Other agents that target IL6 signaling are either commercially available or in clinical development, including direct IL6 inhibitors such as siltuximab and the IL6-trans signaling blocker sgp130Fc (20, 21, 23, 24). These agents have the potential to be effective for CRS, but future studies are needed. Our extensive cytokine profiling does not support the use of TNFα blockade after CAR T cells. Although some of the soluble TNF receptors were markedly elevated in patients with severe CRS, peak levels of TNFα were quite low. Interestingly, it has recently been shown that induction of shedding of TNF receptors leads to complete unresponsiveness of TNFα target cells (26). Published studies demonstrating efficacy of TNFα blockade used inhibitors in diseases with elevated serum or tissue TNFα levels. Although some TNFα-blocking agents such as etanercept also target TNF receptors, it is unknown whether targeting TNF receptors in patients with low levels of TNFα is efficacious. For patients who become critically ill after CAR T cells and do not respond to IL6 blockade, JAK/STAT, IFNγ, or sIL2Rα inhibitors could potentially be effective in ameliorating CRS symptoms. Unfortunately, these would likely affect the function of the CAR T cells.
Confounding variables that can affect cytokine production should always be considered when interpreting cytokine patterns to understand disease biology or develop predictive models. Mild differences in baseline cytokine values can occur in healthy normal subjects based on age, gender, and ethnic background (27). Disease-related factors, including the type of malignancy or disease burden, can also affect cytokine production. It is also important to evaluate both relative and absolute changes in cytokine production. Differences between populations are sometimes reported as fold changes without consideration of the absolute values, but this can be misleading, as statistically significant differences may not be biologically or clinically meaningful. We considered values in the context of the degree of variation seen in healthy populations and the levels reported in patients with inflammatory diseases and/or infection. We considered both the absolute and relative differences between groups.
Despite several important observations, our study has several limitations. Although we describe CRS after CAR T cells in the largest cohort of patients to date, the total number of patients with grade 4–5 CRS was relatively small. Nevertheless, our findings had adjustments for multiple comparisons, and our prediction models remained accurate in an independent validation cohort. Our data reflect patients treated at two centers with CAR T-cell products generated using the same manufacturing process, and it is unknown if our models will be generalizable. The only laboratory biomarkers that were robust for CRS prediction were cytokines and testing for cytokines is not available with rapid turnaround in many clinical laboratories. Our data allow the design of a focused panel of analytes that can be used to predict and track CRS. Common Terminology Criteria for Adverse Events (CTCAE) grading scales do not adequately or accurately define CRS after T-cell–engaging therapies. Thus, different sites and different publications use different grading scales, which can make comparisons between studies challenging. Lee and colleagues and Davila and colleagues also published CRS grading scales for patients treated with CAR T cells (see Supplementary Tables S16 and S17; refs. 3, 28). We have included a comparison of our CRS grading scale to other published grading scales in the Supplementary Discussion. The grading systems are similar enough that the predictive models we have developed are relevant in the other grading systems. Regardless of “numerical grade,” our models identify patients who develop life-threatening complications of CRS (mechanical ventilation and/or decompensated shock).

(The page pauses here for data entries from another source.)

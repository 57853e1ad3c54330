//! Persisted UI preferences
//!
//! Theme and sidebar state live in an explicit value that is loaded once
//! at startup, passed to the renderer, and saved back when it changes.

use serde::{Deserialize, Serialize};
use std::fmt;
use std::path::{Path, PathBuf};

use super::error::{PreferencesError, PreferencesResult};

/// Colour theme
#[derive(Debug, Clone, Copy, PartialEq, Eq, Default, Serialize, Deserialize)]
#[serde(rename_all = "lowercase")]
pub enum Theme {
    #[default]
    Light,
    Dark,
}

impl Theme {
    /// The other theme
    pub fn toggled(self) -> Self {
        match self {
            Theme::Light => Theme::Dark,
            Theme::Dark => Theme::Light,
        }
    }

    /// Value for the document's theme attribute
    pub fn as_str(&self) -> &'static str {
        match self {
            Theme::Light => "light",
            Theme::Dark => "dark",
        }
    }
}

impl fmt::Display for Theme {
    fn fmt(&self, f: &mut fmt::Formatter<'_>) -> fmt::Result {
        f.write_str(self.as_str())
    }
}

/// UI state that survives restarts
#[derive(Debug, Clone, PartialEq, Eq, Default, Serialize, Deserialize)]
pub struct UiPreferences {
    #[serde(default)]
    pub theme: Theme,

    #[serde(default)]
    pub sidebar_collapsed: bool,
}

impl UiPreferences {
    /// Default preferences file location
    pub fn default_path() -> PathBuf {
        dirs::config_dir()
            .map(|p| p.join("bankview").join("preferences.toml"))
            .unwrap_or_else(|| PathBuf::from("./bankview-preferences.toml"))
    }

    /// Load preferences; a missing file yields the defaults
    pub fn load(path: &Path) -> PreferencesResult<Self> {
        if !path.exists() {
            tracing::debug!("No preferences at {:?}, using defaults", path);
            return Ok(Self::default());
        }

        let content = std::fs::read_to_string(path).map_err(|e| PreferencesError::Io {
            path: path.to_path_buf(),
            error: e.to_string(),
        })?;

        toml::from_str(&content).map_err(|e| PreferencesError::Parse {
            path: path.to_path_buf(),
            error: e.to_string(),
        })
    }

    /// Load preferences, falling back to defaults on any error
    pub fn load_or_default(path: &Path) -> Self {
        match Self::load(path) {
            Ok(prefs) => prefs,
            Err(e) => {
                tracing::warn!("Ignoring unreadable preferences: {}", e);
                Self::default()
            }
        }
    }

    /// Write preferences, creating parent directories as needed
    pub fn save(&self, path: &Path) -> PreferencesResult<()> {
        let content = toml::to_string_pretty(self)?;

        let io_err = |e: std::io::Error| PreferencesError::Io {
            path: path.to_path_buf(),
            error: e.to_string(),
        };

        if let Some(parent) = path.parent().filter(|p| !p.as_os_str().is_empty()) {
            std::fs::create_dir_all(parent).map_err(io_err)?;
        }
        std::fs::write(path, content).map_err(io_err)?;

        tracing::debug!("Saved preferences to {:?}", path);
        Ok(())
    }

    /// Switch between light and dark
    pub fn toggle_theme(&mut self) -> Theme {
        self.theme = self.theme.toggled();
        self.theme
    }

    /// Collapse or expand the sidebar
    pub fn toggle_sidebar(&mut self) -> bool {
        self.sidebar_collapsed = !self.sidebar_collapsed;
        self.sidebar_collapsed
    }

    /// Expand the sidebar (opening a submenu while collapsed)
    pub fn expand_sidebar(&mut self) {
        self.sidebar_collapsed = false;
    }
}

#[cfg(test)]
mod tests {
    use super::*;
    use tempfile::tempdir;

    #[test]
    fn test_defaults() {
        let prefs = UiPreferences::default();
        assert_eq!(prefs.theme, Theme::Light);
        assert!(!prefs.sidebar_collapsed);
    }

    #[test]
    fn test_missing_file_is_default() {
        let dir = tempdir().unwrap();
        let prefs = UiPreferences::load(&dir.path().join("nope.toml")).unwrap();
        assert_eq!(prefs, UiPreferences::default());
    }

    #[test]
    fn test_save_and_load() {
        let dir = tempdir().unwrap();
        let path = dir.path().join("nested").join("preferences.toml");

        let mut prefs = UiPreferences::default();
        assert_eq!(prefs.toggle_theme(), Theme::Dark);
        assert!(prefs.toggle_sidebar());
        prefs.save(&path).unwrap();

        let loaded = UiPreferences::load(&path).unwrap();
        assert_eq!(loaded.theme, Theme::Dark);
        assert!(loaded.sidebar_collapsed);
    }

    #[test]
    fn test_partial_file() {
        let dir = tempdir().unwrap();
        let path = dir.path().join("preferences.toml");
        std::fs::write(&path, "theme = \"dark\"\n").unwrap();

        let prefs = UiPreferences::load(&path).unwrap();
        assert_eq!(prefs.theme, Theme::Dark);
        assert!(!prefs.sidebar_collapsed);
    }

    #[test]
    fn test_corrupt_file() {
        let dir = tempdir().unwrap();
        let path = dir.path().join("preferences.toml");
        std::fs::write(&path, "theme = \"sepia\"\n").unwrap();

        assert!(matches!(
            UiPreferences::load(&path),
            Err(PreferencesError::Parse { .. })
        ));
        assert_eq!(UiPreferences::load_or_default(&path), UiPreferences::default());
    }

    #[test]
    fn test_expand_sidebar() {
        let mut prefs = UiPreferences {
            sidebar_collapsed: true,
            ..Default::default()
        };
        prefs.expand_sidebar();
        assert!(!prefs.sidebar_collapsed);
    }
}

The need for predictive models is to distinguish patients who become critically ill from CRS with those who do not. We made the demarcation based on patients who developed life-threatening complications of CRS, including decompensated shock or respiratory failure (grade 4–5). Patients with grade 0–2 CRS developed only mild illness. Grade 3 CRS in contrast represents a heterogeneous clinical spectrum, as some patients only required i.v. fluids or minimal supplemental oxygen, whereas others required low-dose vasoactive medications or developed more significant hypoxemia. Moving forward with certain trials, it may be important to loosen our definition of “severe CRS” and include patients who became very ill but did not develop life-threatening CRS. We performed additional analyses subdividing patients with grade 3 CRS based on the need for any vasoactive medications or significant oxygen requirement (≥40% FI02) into two groups (3a and 3b) and resplit our cohort into severe and not severe, defined as CRS 0–3a versus CRS 3b–5. We performed logistic regression and decision tree modeling to develop new models with this alternate categorization and also tested the accuracy of our “original” models using the alternate categorization. These additional models and the additional analyses are included in the Supplementary Results and as Supplementary Tables S18 and S19 and Supplementary Figs. S5A–S5E.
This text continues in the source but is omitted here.